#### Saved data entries
====
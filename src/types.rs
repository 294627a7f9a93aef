use std::str::FromStr;

use serde::{Deserialize, Serialize};
use serde_json::Value;

use crate::error::ConfigError;

/// Which vision backend produced (or should produce) an analysis.
#[derive(Debug, Clone, Copy, PartialEq, Eq, Hash, Serialize, Deserialize)]
pub enum ProviderKind {
    #[serde(rename = "openai")]
    OpenAi,
    #[serde(rename = "anthropic")]
    Anthropic,
    #[serde(rename = "aws")]
    Aws,
}

impl ProviderKind {
    pub fn as_str(&self) -> &'static str {
        match self {
            ProviderKind::OpenAi => "openai",
            ProviderKind::Anthropic => "anthropic",
            ProviderKind::Aws => "aws",
        }
    }
}

impl std::fmt::Display for ProviderKind {
    fn fmt(&self, f: &mut std::fmt::Formatter<'_>) -> std::fmt::Result {
        f.write_str(self.as_str())
    }
}

impl FromStr for ProviderKind {
    type Err = ConfigError;

    fn from_str(s: &str) -> Result<Self, Self::Err> {
        match s.trim().to_ascii_lowercase().as_str() {
            "openai" => Ok(ProviderKind::OpenAi),
            "anthropic" => Ok(ProviderKind::Anthropic),
            "aws" => Ok(ProviderKind::Aws),
            _ => Err(ConfigError::UnknownProvider(s.to_string())),
        }
    }
}

/// Image encodings the vision APIs accept.
#[derive(Debug, Clone, Copy, PartialEq, Eq)]
pub enum MediaType {
    Jpeg,
    Png,
    Gif,
    Webp,
}

impl MediaType {
    pub fn as_str(&self) -> &'static str {
        match self {
            MediaType::Jpeg => "image/jpeg",
            MediaType::Png => "image/png",
            MediaType::Gif => "image/gif",
            MediaType::Webp => "image/webp",
        }
    }

    /// Map a file extension (without the dot, any case) to a media type.
    pub fn from_extension(ext: &str) -> Option<Self> {
        match ext.to_ascii_lowercase().as_str() {
            "jpg" | "jpeg" => Some(MediaType::Jpeg),
            "png" => Some(MediaType::Png),
            "gif" => Some(MediaType::Gif),
            "webp" => Some(MediaType::Webp),
            _ => None,
        }
    }
}

/// A loaded photo, ready to hand to an adapter.
#[derive(Debug, Clone)]
pub struct ImagePayload {
    pub bytes: Vec<u8>,
    pub media_type: MediaType,
    /// Set when the media type had to be guessed.
    pub warning: Option<String>,
}

/// One food item detected in a photo. Only constructed by the validator.
#[derive(Debug, Clone, PartialEq, Serialize, Deserialize)]
pub struct InventoryItem {
    pub item_name: String,
    pub quantity: u32,
    pub confidence: f64,
    pub is_leftover: bool,
}

/// An item record pulled out of raw provider text, not yet validated.
///
/// `is_leftover` is kept as the raw JSON value so the validator can tell a
/// missing flag from a mistyped one.
#[derive(Debug, Clone, PartialEq)]
pub struct CandidateItem {
    pub item_name: String,
    pub quantity: i64,
    pub confidence: f64,
    pub is_leftover: Value,
}

/// Outcome of one pipeline run.
#[derive(Debug, Clone, PartialEq, Serialize, Deserialize)]
pub struct AnalysisResult {
    provider: ProviderKind,
    items: Vec<InventoryItem>,
    warnings: Vec<String>,
    #[serde(skip)]
    raw_response: String,
}

impl AnalysisResult {
    pub(crate) fn new(
        provider: ProviderKind,
        items: Vec<InventoryItem>,
        warnings: Vec<String>,
        raw_response: String,
    ) -> Self {
        Self {
            provider,
            items,
            warnings,
            raw_response,
        }
    }

    pub fn provider(&self) -> ProviderKind {
        self.provider
    }

    /// Validated items in the order the provider reported them.
    pub fn items(&self) -> &[InventoryItem] {
        &self.items
    }

    pub fn warnings(&self) -> &[String] {
        &self.warnings
    }

    /// The provider's reply text, kept for diagnostics. Not serialized.
    pub fn raw_response(&self) -> &str {
        &self.raw_response
    }
}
====
Repeat the data word for word, leaving out no line.

#### ANSWER SPACE
filename src/types.rs
repository 294627a7f9a93aef
use std::str::FromStr;

use serde::{Deserialize, Serialize};
use serde_json::Value;

use crate::error::ConfigError;

/// Which vision backend produced (or should produce) an analysis.
#[derive(Debug, Clone, Copy, PartialEq, Eq, Hash, Serialize, Deserialize)]
pub enum ProviderKind {
    #[serde(rename = "openai")]
    OpenAi,
    #[serde(rename = "anthropic")]
    Anthropic,
    #[serde(rename = "aws")]
    Aws,
}

impl ProviderKind {
    pub fn as_str(&self) -> &'static str {
        match self {
            ProviderKind::OpenAi => "openai",
            ProviderKind::Anthropic => "anthropic",
            ProviderKind::Aws => "aws",
        }
    }
}

impl std::fmt::Display for ProviderKind {
    fn fmt(&self, f: &mut std::fmt::Formatter<'_>) -> std::fmt::Result {
        f.write_str(self.as_str())
    }
}

impl FromStr for ProviderKind {
    type Err = ConfigError;

    fn from_str(s: &str) -> Result<Self, Self::Err> {
        match s.trim().to_ascii_lowercase().as_str() {
            "openai" => Ok(ProviderKind::OpenAi),
            "anthropic" => Ok(ProviderKind::Anthropic),
            "aws" => Ok(ProviderKind::Aws),
            _ => Err(ConfigError::UnknownProvider(s.to_string())),
        }
    }
}

/// Image encodings the vision APIs accept.
#[derive(Debug, Clone, Copy, PartialEq, Eq)]
pub enum MediaType {
    Jpeg,
    Png,
    Gif,
    Webp,
}

impl MediaType {
    pub fn as_str(&self) -> &'static str {
        match self {
            MediaType::Jpeg => "image/jpeg",
            MediaType::Png => "image/png",
            MediaType::Gif => "image/gif",
            MediaType::Webp => "image/webp",
        }
    }

    /// Map a file extension (without the dot, any case) to a media type.
    pub fn from_extension(ext: &str) -> Option<Self> {
        match ext.to_ascii_lowercase().as_str() {
            "jpg" | "jpeg" => Some(MediaType::Jpeg),
            "png" => Some(MediaType::Png),
            "gif" => Some(MediaType::Gif),
            "webp" => Some(MediaType::Webp),
            _ => None,
        }
    }
}

/// A loaded photo, ready to hand to an adapter.
#[derive(Debug, Clone)]
pub struct ImagePayload {
    pub bytes: Vec<u8>,
    pub media_type: MediaType,
    /// Set when the media type had to be guessed.
    pub warning: Option<String>,
}

/// One food item detected in a photo. Only constructed by the validator.
#[derive(Debug, Clone, PartialEq, Serialize, Deserialize)]
pub struct InventoryItem {
    pub item_name: String,
    pub quantity: u32,
    pub confidence: f64,
    pub is_leftover: bool,
}

/// An item record pulled out of raw provider text, not yet validated.
///
/// `is_leftover` is kept as the raw JSON value so the validator can tell a
/// missing flag from a mistyped one.
#[derive(Debug, Clone, PartialEq)]
pub struct CandidateItem {
    pub item_name: String,
    pub quantity: i64,
    pub confidence: f64,
    pub is_leftover: Value,
}

/// Outcome of one pipeline run.
#[derive(Debug, Clone, PartialEq, Serialize, Deserialize)]
pub struct AnalysisResult {
    provider: ProviderKind,
    items: Vec<InventoryItem>,
    warnings: Vec<String>,
    #[serde(skip)]
    raw_response: String,
}

impl AnalysisResult {
    pub(crate) fn new(
        provider: ProviderKind,
        items: Vec<InventoryItem>,
        warnings: Vec<String>,
        raw_response: String,
    ) -> Self {
        Self {
            provider,
            items,
            warnings,
            raw_response,
        }
    }

    pub fn provider(&self) -> ProviderKind {
        self.provider
    }

    /// Validated items in the order the provider reported them.
    pub fn items(&self) -> &[InventoryItem] {
        &self.items
    }

    pub fn warnings(&self) -> &[String] {
        &self.warnings
    }

    /// The provider's reply text, kept for diagnostics. Not serialized.
    pub fn raw_response(&self) -> &str {
        &self.raw_response
    }
}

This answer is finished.